//! Environment-aware base URL registry.
//!
//! Requests name a logical target key (`"api"`, `"upload"`) instead of a base
//! URL. A [`DomainRegistry`] maps each key to one base URL per
//! [`Environment`] and resolves keys against the active environment.

use std::collections::HashMap;
use std::str::FromStr;
use std::sync::{Arc, OnceLock, RwLock};

use crate::ClientError;

/// A deployment environment.
///
/// Develop and test environments are named, so several of each can coexist
/// (`develop:d1`, `develop:d2`).
#[derive(Clone, Debug, Default, PartialEq, Eq, Hash)]
pub enum Environment {
    Develop(String),
    Test(String),
    #[default]
    Release,
}

impl Environment {
    pub fn develop(name: impl Into<String>) -> Self {
        Environment::Develop(name.into())
    }

    pub fn test(name: impl Into<String>) -> Self {
        Environment::Test(name.into())
    }
}

impl std::fmt::Display for Environment {
    fn fmt(&self, f: &mut std::fmt::Formatter<'_>) -> std::fmt::Result {
        match self {
            Environment::Develop(name) => write!(f, "develop:{}", name),
            Environment::Test(name) => write!(f, "test:{}", name),
            Environment::Release => f.write_str("release"),
        }
    }
}

/// Error returned when parsing an [`Environment`] from a string fails.
#[derive(Clone, Debug, PartialEq, Eq, thiserror::Error)]
#[error("invalid environment {0:?}, expected `release`, `develop:<name>` or `test:<name>`")]
pub struct ParseEnvironmentError(String);

impl FromStr for Environment {
    type Err = ParseEnvironmentError;

    /// Parse `release`, `develop:<name>` or `test:<name>`.
    fn from_str(s: &str) -> Result<Self, Self::Err> {
        let s = s.trim();
        if s.eq_ignore_ascii_case("release") {
            return Ok(Environment::Release);
        }
        match s.split_once(':') {
            Some((kind, name)) if !name.is_empty() => {
                if kind.eq_ignore_ascii_case("develop") {
                    Ok(Environment::Develop(name.to_string()))
                } else if kind.eq_ignore_ascii_case("test") {
                    Ok(Environment::Test(name.to_string()))
                } else {
                    Err(ParseEnvironmentError(s.to_string()))
                }
            }
            _ => Err(ParseEnvironmentError(s.to_string())),
        }
    }
}

/// The base URLs of one target key across environments.
///
/// Lookups match the environment exactly; there is no fallback from a
/// develop environment to release.
///
/// # Example
///
/// ```
/// use switchyard_client::{DomainTarget, Environment};
///
/// let api = DomainTarget::new()
///     .develop("d1", "https://x.test")
///     .release("https://api.example.com");
///
/// assert_eq!(api.url_for(&Environment::develop("d1")), Some("https://x.test"));
/// assert_eq!(api.url_for(&Environment::develop("d2")), None);
/// ```
#[derive(Clone, Debug, Default)]
pub struct DomainTarget {
    urls: HashMap<Environment, String>,
}

impl DomainTarget {
    pub fn new() -> Self {
        Self::default()
    }

    /// Set the base URL for an environment.
    pub fn url(mut self, environment: Environment, url: impl Into<String>) -> Self {
        self.urls.insert(environment, url.into());
        self
    }

    pub fn develop(self, name: impl Into<String>, url: impl Into<String>) -> Self {
        self.url(Environment::Develop(name.into()), url)
    }

    pub fn test(self, name: impl Into<String>, url: impl Into<String>) -> Self {
        self.url(Environment::Test(name.into()), url)
    }

    pub fn release(self, url: impl Into<String>) -> Self {
        self.url(Environment::Release, url)
    }

    /// The base URL for an environment, if one is registered.
    pub fn url_for(&self, environment: &Environment) -> Option<&str> {
        self.urls.get(environment).map(String::as_str)
    }
}

#[derive(Default)]
struct RegistryState {
    environment: Environment,
    targets: HashMap<String, DomainTarget>,
}

/// Maps logical target keys to base URLs for the active environment.
///
/// The registry is safe to share; switching the environment takes effect for
/// every request built afterwards, including the rebuilt second pass of a
/// call already in flight.
#[derive(Clone, Default)]
pub struct DomainRegistry {
    state: Arc<RwLock<RegistryState>>,
}

impl std::fmt::Debug for DomainRegistry {
    fn fmt(&self, f: &mut std::fmt::Formatter<'_>) -> std::fmt::Result {
        let state = self.state.read().unwrap_or_else(|e| e.into_inner());
        f.debug_struct("DomainRegistry")
            .field("environment", &state.environment)
            .field("targets", &state.targets.keys().collect::<Vec<_>>())
            .finish()
    }
}

impl DomainRegistry {
    /// Create an empty registry in the release environment.
    pub fn new() -> Self {
        Self::default()
    }

    /// Create an empty registry in the given environment.
    pub fn with_environment(environment: Environment) -> Self {
        let registry = Self::new();
        registry.set_environment(environment);
        registry
    }

    /// The process-wide registry.
    pub fn global() -> &'static DomainRegistry {
        static GLOBAL: OnceLock<DomainRegistry> = OnceLock::new();
        GLOBAL.get_or_init(DomainRegistry::new)
    }

    /// Register or replace the URLs of a target key.
    pub fn register(&self, key: impl Into<String>, target: DomainTarget) {
        let mut state = self.state.write().unwrap_or_else(|e| e.into_inner());
        state.targets.insert(key.into(), target);
    }

    /// Switch the active environment.
    pub fn set_environment(&self, environment: Environment) {
        let mut state = self.state.write().unwrap_or_else(|e| e.into_inner());
        tracing::debug!(from = %state.environment, to = %environment, "switching environment");
        state.environment = environment;
    }

    /// The active environment.
    pub fn environment(&self) -> Environment {
        self.state
            .read()
            .unwrap_or_else(|e| e.into_inner())
            .environment
            .clone()
    }

    /// Resolve a target key to its base URL in the active environment.
    pub fn resolve(&self, key: &str) -> Result<String, ClientError> {
        let state = self.state.read().unwrap_or_else(|e| e.into_inner());
        state
            .targets
            .get(key)
            .and_then(|target| target.url_for(&state.environment))
            .map(str::to_string)
            .ok_or_else(|| ClientError::invalid_target(key))
    }
}

#[cfg(test)]
mod tests {
    use super::*;
    use switchyard_core::ErrorKind;

    #[test]
    fn test_environment_parse() {
        assert_eq!("release".parse::<Environment>(), Ok(Environment::Release));
        assert_eq!("develop:d1".parse::<Environment>(), Ok(Environment::develop("d1")));
        assert_eq!(" TEST:qa ".parse::<Environment>(), Ok(Environment::test("qa")));
        assert!("develop".parse::<Environment>().is_err());
        assert!("develop:".parse::<Environment>().is_err());
        assert!("staging:s1".parse::<Environment>().is_err());
    }

    #[test]
    fn test_environment_display_round_trips() {
        for env in [
            Environment::Release,
            Environment::develop("d1"),
            Environment::test("t2"),
        ] {
            assert_eq!(env.to_string().parse::<Environment>(), Ok(env));
        }
    }

    #[test]
    fn test_resolve_active_environment() {
        let registry = DomainRegistry::with_environment(Environment::develop("d1"));
        registry.register(
            "api",
            DomainTarget::new()
                .develop("d1", "https://x.test")
                .release("https://api.example.com"),
        );

        assert_eq!(registry.resolve("api").unwrap(), "https://x.test");

        registry.set_environment(Environment::Release);
        assert_eq!(registry.resolve("api").unwrap(), "https://api.example.com");
    }

    #[test]
    fn test_resolve_failures() {
        let registry = DomainRegistry::with_environment(Environment::develop("d2"));
        registry.register("api", DomainTarget::new().develop("d1", "https://x.test"));

        let err = registry.resolve("api").unwrap_err();
        assert_eq!(err.kind(), ErrorKind::InvalidTarget);

        let err = registry.resolve("missing").unwrap_err();
        assert!(matches!(err, ClientError::InvalidTarget { key } if key == "missing"));
    }
}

· · · · ·

Including any blank lines, repeat the data exactly.

//! Environment-aware base URL registry.
//!
//! Requests name a logical target key (`"api"`, `"upload"`) instead of a base
//! URL. A [`DomainRegistry`] maps each key to one base URL per
//! [`Environment`] and resolves keys against the active environment.

use std::collections::HashMap;
use std::str::FromStr;
use std::sync::{Arc, OnceLock, RwLock};

use crate::ClientError;

/// A deployment environment.
///
/// Develop and test environments are named, so several of each can coexist
/// (`develop:d1`, `develop:d2`).
#[derive(Clone, Debug, Default, PartialEq, Eq, Hash)]
pub enum Environment {
    Develop(String),
    Test(String),
    #[default]
    Release,
}

impl Environment {
    pub fn develop(name: impl Into<String>) -> Self {
        Environment::Develop(name.into())
    }

    pub fn test(name: impl Into<String>) -> Self {
        Environment::Test(name.into())
    }
}

impl std::fmt::Display for Environment {
    fn fmt(&self, f: &mut std::fmt::Formatter<'_>) -> std::fmt::Result {
        match self {
            Environment::Develop(name) => write!(f, "develop:{}", name),
            Environment::Test(name) => write!(f, "test:{}", name),
            Environment::Release => f.write_str("release"),
        }
    }
}

/// Error returned when parsing an [`Environment`] from a string fails.
#[derive(Clone, Debug, PartialEq, Eq, thiserror::Error)]
#[error("invalid environment {0:?}, expected `release`, `develop:<name>` or `test:<name>`")]
pub struct ParseEnvironmentError(String);

impl FromStr for Environment {
    type Err = ParseEnvironmentError;

    /// Parse `release`, `develop:<name>` or `test:<name>`.
    fn from_str(s: &str) -> Result<Self, Self::Err> {
        let s = s.trim();
        if s.eq_ignore_ascii_case("release") {
            return Ok(Environment::Release);
        }
        match s.split_once(':') {
            Some((kind, name)) if !name.is_empty() => {
                if kind.eq_ignore_ascii_case("develop") {
                    Ok(Environment::Develop(name.to_string()))
                } else if kind.eq_ignore_ascii_case("test") {
                    Ok(Environment::Test(name.to_string()))
                } else {
                    Err(ParseEnvironmentError(s.to_string()))
                }
            }
            _ => Err(ParseEnvironmentError(s.to_string())),
        }
    }
}

/// The base URLs of one target key across environments.
///
/// Lookups match the environment exactly; there is no fallback from a
/// develop environment to release.
///
/// # Example
///
/// ```
/// use switchyard_client::{DomainTarget, Environment};
///
/// let api = DomainTarget::new()
///     .develop("d1", "https://x.test")
///     .release("https://api.example.com");
///
/// assert_eq!(api.url_for(&Environment::develop("d1")), Some("https://x.test"));
/// assert_eq!(api.url_for(&Environment::develop("d2")), None);
/// ```
#[derive(Clone, Debug, Default)]
pub struct DomainTarget {
    urls: HashMap<Environment, String>,
}

impl DomainTarget {
    pub fn new() -> Self {
        Self::default()
    }

    /// Set the base URL for an environment.
    pub fn url(mut self, environment: Environment, url: impl Into<String>) -> Self {
        self.urls.insert(environment, url.into());
        self
    }

    pub fn develop(self, name: impl Into<String>, url: impl Into<String>) -> Self {
        self.url(Environment::Develop(name.into()), url)
    }

    pub fn test(self, name: impl Into<String>, url: impl Into<String>) -> Self {
        self.url(Environment::Test(name.into()), url)
    }

    pub fn release(self, url: impl Into<String>) -> Self {
        self.url(Environment::Release, url)
    }

    /// The base URL for an environment, if one is registered.
    pub fn url_for(&self, environment: &Environment) -> Option<&str> {
        self.urls.get(environment).map(String::as_str)
    }
}

#[derive(Default)]
struct RegistryState {
    environment: Environment,
    targets: HashMap<String, DomainTarget>,
}

/// Maps logical target keys to base URLs for the active environment.
///
/// The registry is safe to share; switching the environment takes effect for
/// every request built afterwards, including the rebuilt second pass of a
/// call already in flight.
#[derive(Clone, Default)]
pub struct DomainRegistry {
    state: Arc<RwLock<RegistryState>>,
}

impl std::fmt::Debug for DomainRegistry {
    fn fmt(&self, f: &mut std::fmt::Formatter<'_>) -> std::fmt::Result {
        let state = self.state.read().unwrap_or_else(|e| e.into_inner());
        f.debug_struct("DomainRegistry")
            .field("environment", &state.environment)
            .field("targets", &state.targets.keys().collect::<Vec<_>>())
            .finish()
    }
}

impl DomainRegistry {
    /// Create an empty registry in the release environment.
    pub fn new() -> Self {
        Self::default()
    }

    /// Create an empty registry in the given environment.
    pub fn with_environment(environment: Environment) -> Self {
        let registry = Self::new();
        registry.set_environment(environment);
        registry
    }

    /// The process-wide registry.
    pub fn global() -> &'static DomainRegistry {
        static GLOBAL: OnceLock<DomainRegistry> = OnceLock::new();
        GLOBAL.get_or_init(DomainRegistry::new)
    }

    /// Register or replace the URLs of a target key.
    pub fn register(&self, key: impl Into<String>, target: DomainTarget) {
        let mut state = self.state.write().unwrap_or_else(|e| e.into_inner());
        state.targets.insert(key.into(), target);
    }

    /// Switch the active environment.
    pub fn set_environment(&self, environment: Environment) {
        let mut state = self.state.write().unwrap_or_else(|e| e.into_inner());
        tracing::debug!(from = %state.environment, to = %environment, "switching environment");
        state.environment = environment;
    }

    /// The active environment.
    pub fn environment(&self) -> Environment {
        self.state
            .read()
            .unwrap_or_else(|e| e.into_inner())
            .environment
            .clone()
    }

    /// Resolve a target key to its base URL in the active environment.
    pub fn resolve(&self, key: &str) -> Result<String, ClientError> {
        let state = self.state.read().unwrap_or_else(|e| e.into_inner());
        state
            .targets
            .get(key)
            .and_then(|target| target.url_for(&state.environment))
            .map(str::to_string)
            .ok_or_else(|| ClientError::invalid_target(key))
    }
}

#[cfg(test)]
mod tests {
    use super::*;
    use switchyard_core::ErrorKind;

    #[test]
    fn test_environment_parse() {
        assert_eq!("release".parse::<Environment>(), Ok(Environment::Release));
        assert_eq!("develop:d1".parse::<Environment>(), Ok(Environment::develop("d1")));
        assert_eq!(" TEST:qa ".parse::<Environment>(), Ok(Environment::test("qa")));
        assert!("develop".parse::<Environment>().is_err());
        assert!("develop:".parse::<Environment>().is_err());
        assert!("staging:s1".parse::<Environment>().is_err());
    }

    #[test]
    fn test_environment_display_round_trips() {
        for env in [
            Environment::Release,
            Environment::develop("d1"),
            Environment::test("t2"),
        ] {
            assert_eq!(env.to_string().parse::<Environment>(), Ok(env));
        }
    }

    #[test]
    fn test_resolve_active_environment() {
        let registry = DomainRegistry::with_environment(Environment::develop("d1"));
        registry.register(
            "api",
            DomainTarget::new()
                .develop("d1", "https://x.test")
                .release("https://api.example.com"),
        );

        assert_eq!(registry.resolve("api").unwrap(), "https://x.test");

        registry.set_environment(Environment::Release);
        assert_eq!(registry.resolve("api").unwrap(), "https://api.example.com");
    }

    #[test]
    fn test_resolve_failures() {
        let registry = DomainRegistry::with_environment(Environment::develop("d2"));
        registry.register("api", DomainTarget::new().develop("d1", "https://x.test"));

        let err = registry.resolve("api").unwrap_err();
        assert_eq!(err.kind(), ErrorKind::InvalidTarget);

        let err = registry.resolve("missing").unwrap_err();
        assert!(matches!(err, ClientError::InvalidTarget { key } if key == "missing"));
    }
}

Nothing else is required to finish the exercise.